Our only moments of rest are the minutes in bed before sleep steals our minds till morning. I lie and think of my brother and where he may be; I think who my mother and father might have been and if they are dead or in the workhouse or hanged from the gibbet; I think of how the window in our dormitory is split into four squares and that each pane has four sides and I multiply the four sides by the number of panes and I imagine if the room had four windows or eight or sixteen or thirty-two windows how many panes of glass there would be altogether and how such as glass is manufactured and what ingredients might be needed to make glass and whether it is a material one finds in the ground or the fields or the mountains or if it is something that is made by the hands as bread or cheese are and how light and cheerful our room would be with such a prolific number of glass panes letting in the sunlight all the long day. This is but one of the many ruminations my mind considers each night in the quiet and the darkness before sleep. Yet these thoughts move so fleetly I never have the chance to grasp them and by the next night they are gone and replaced by more and new ones, so many it hurts my head.

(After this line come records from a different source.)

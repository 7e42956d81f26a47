use thiserror::Error;

use crate::core::route::Route;

/// Error type for route store operations
#[derive(Error, Debug)]
#[non_exhaustive]
pub enum StoreError {
    /// No record exists under the requested name
    #[error("route '{0}' not found")]
    NotFound(String),

    /// The store was closed and can no longer be used
    #[error("route store is closed")]
    Closed,

    /// The backing engine failed to read or write
    #[error("storage error: {0}")]
    Storage(String),

    /// A persisted record could not be decoded
    #[error("corrupt record for route '{name}': {message}")]
    Decode { name: String, message: String },
}

impl StoreError {
    /// Whether this is the distinguished "no such route" condition.
    pub fn is_not_found(&self) -> bool {
        matches!(self, StoreError::NotFound(_))
    }
}

/// Result type for route store operations
pub type StoreResult<T> = Result<T, StoreError>;

/// RouteStore defines the port (interface) for durable route persistence.
///
/// Operations are synchronous; async callers should run them on the blocking
/// pool. Implementations serialize writes per key and assume a single writer
/// process.
pub trait RouteStore: Send + Sync + 'static {
    /// Insert or overwrite the record stored under `route.name`
    fn save(&self, route: &Route) -> StoreResult<()>;

    /// Load a single route, failing with [`StoreError::NotFound`] if absent
    fn load(&self, name: &str) -> StoreResult<Route>;

    /// Load every route in the store's natural key order
    fn load_all(&self) -> StoreResult<Vec<Route>>;

    /// Remove a route, failing with [`StoreError::NotFound`] if absent
    fn delete(&self, name: &str) -> StoreResult<()>;

    /// Flush and release resources. Later calls fail with [`StoreError::Closed`]
    fn close(&self) -> StoreResult<()>;
}
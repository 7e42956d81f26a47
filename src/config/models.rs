//! Configuration data structures for quay.
//!
//! These types map directly to TOML (also JSON / YAML) configuration files and
//! every section carries defaults, so an empty file (or none at all) yields a
//! daemon listening on `0.0.0.0:6660` in front of the local docker socket.
use serde::{Deserialize, Serialize};

/// Where non-API traffic is tunnelled.
#[derive(Debug, Serialize, Deserialize, Clone, PartialEq, Eq)]
#[serde(default)]
pub struct PassthroughConfig {
    /// Unix socket path (`/path` or `unix:/path`) or `host:port`
    pub socket: String,
}

impl Default for PassthroughConfig {
    fn default() -> Self {
        Self {
            socket: "/var/run/docker.sock".to_string(),
        }
    }
}

/// The reverse proxy whose configuration follows the route set.
#[derive(Debug, Serialize, Deserialize, Clone, PartialEq, Eq)]
#[serde(default)]
pub struct FrontendConfig {
    /// Executable launched as the proxy master process
    pub command: String,
    /// Arguments passed to `command`
    pub args: Vec<String>,
    /// Directory the proxy includes `*.conf` files from
    pub config_dir: String,
    /// Launch and signal the proxy ourselves. When false only the config
    /// directory is maintained.
    pub manage_process: bool,
}

impl Default for FrontendConfig {
    fn default() -> Self {
        Self {
            command: "nginx".to_string(),
            args: vec!["-g".to_string(), "daemon off;".to_string()],
            config_dir: "/etc/nginx/conf.d".to_string(),
            manage_process: true,
        }
    }
}

#[derive(Debug, Serialize, Deserialize, Clone, PartialEq, Eq)]
#[serde(default)]
pub struct LoggingConfig {
    /// An `EnvFilter` directive, e.g. `info` or `quay=debug,info`
    pub level: String,
    /// Emit JSON lines instead of human-readable output
    pub json: bool,
}

impl Default for LoggingConfig {
    fn default() -> Self {
        Self {
            level: "info".to_string(),
            json: false,
        }
    }
}

/// Top-level daemon configuration
#[derive(Debug, Serialize, Deserialize, Clone, PartialEq, Eq)]
#[serde(default)]
pub struct ServerConfig {
    /// Address the combined API / passthrough listener binds to
    pub listen_addr: String,
    /// Directory holding the route database
    pub data_path: String,
    /// Request paths starting with this prefix are served by the control API
    pub api_prefix: String,
    pub passthrough: PassthroughConfig,
    pub frontend: FrontendConfig,
    pub logging: LoggingConfig,
}

impl Default for ServerConfig {
    fn default() -> Self {
        Self {
            listen_addr: "0.0.0.0:6660".to_string(),
            data_path: "routes.db".to_string(),
            api_prefix: "/api/".to_string(),
            passthrough: PassthroughConfig::default(),
            frontend: FrontendConfig::default(),
            logging: LoggingConfig::default(),
        }
    }
}

/// Commented configuration written by `quay init`.
pub const DEFAULT_CONFIG_TOML: &str = r#"# quay ingress control plane configuration

# Address for the control API and the container engine passthrough
listen_addr = "0.0.0.0:6660"

# Route database directory
data_path = "routes.db"

# Requests whose path starts with this prefix are handled by the control API
api_prefix = "/api/"

[passthrough]
# Unix socket path or host:port receiving every other request
socket = "/var/run/docker.sock"

[frontend]
command = "nginx"
args = ["-g", "daemon off;"]
config_dir = "/etc/nginx/conf.d"
# Set to false when the proxy is supervised elsewhere; quay then only
# rewrites config_dir
manage_process = true

[logging]
level = "info"
json = false
"#;

#[cfg(test)]
mod tests {
    use super::*;

    #[test]
    fn test_defaults() {
        let config = ServerConfig::default();
        assert_eq!(config.listen_addr, "0.0.0.0:6660");
        assert_eq!(config.passthrough.socket, "/var/run/docker.sock");
        assert_eq!(config.frontend.config_dir, "/etc/nginx/conf.d");
        assert!(config.frontend.manage_process);
    }

    #[test]
    fn test_partial_json_fills_defaults() {
        let config: ServerConfig =
            serde_json::from_str(r#"{"listen_addr":"127.0.0.1:7000","frontend":{"command":"openresty"}}"#)
                .unwrap();
        assert_eq!(config.listen_addr, "127.0.0.1:7000");
        assert_eq!(config.frontend.command, "openresty");
        assert_eq!(config.frontend.args, vec!["-g", "daemon off;"]);
        assert_eq!(config.data_path, "routes.db");
    }
}
pub mod api;
pub mod listener;
pub mod memory_store;
pub mod nginx;
pub mod passthrough;
pub mod sled_store;

/// Re-export commonly used types from adapters
pub use api::ApiHandler;
pub use listener::IngressListener;
pub use memory_store::MemoryRouteStore;
pub use nginx::{ConfigRenderer, ConfigWriter, NginxFrontend, NginxOptions};
pub use passthrough::{BackendAddr, Passthrough, TunnelError, TunnelSide, TunnelStats};
pub use sled_store::SledRouteStore;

One evening after dinner, Matron summons me to the kitchen and bids me sit before the fire, as I did that very first day with her.

‘You have been with us for one year now, Dawnay. We ask each of our new arrivals how they are settled in their new life after this period. ’Tis part of my role so I do it. How is it with you, child?’

‘What is the feather for?’

Matron’s eyes grow wide. ‘Still harping on this?’

‘Is it for writing? I think it must be for writing.’

‘Yes, for writing. ’Tis named a quill.’

‘Quill.’

‘Quill,’ says Matron.

‘Do we learn to write? Will we learn to use the feather, the quill?’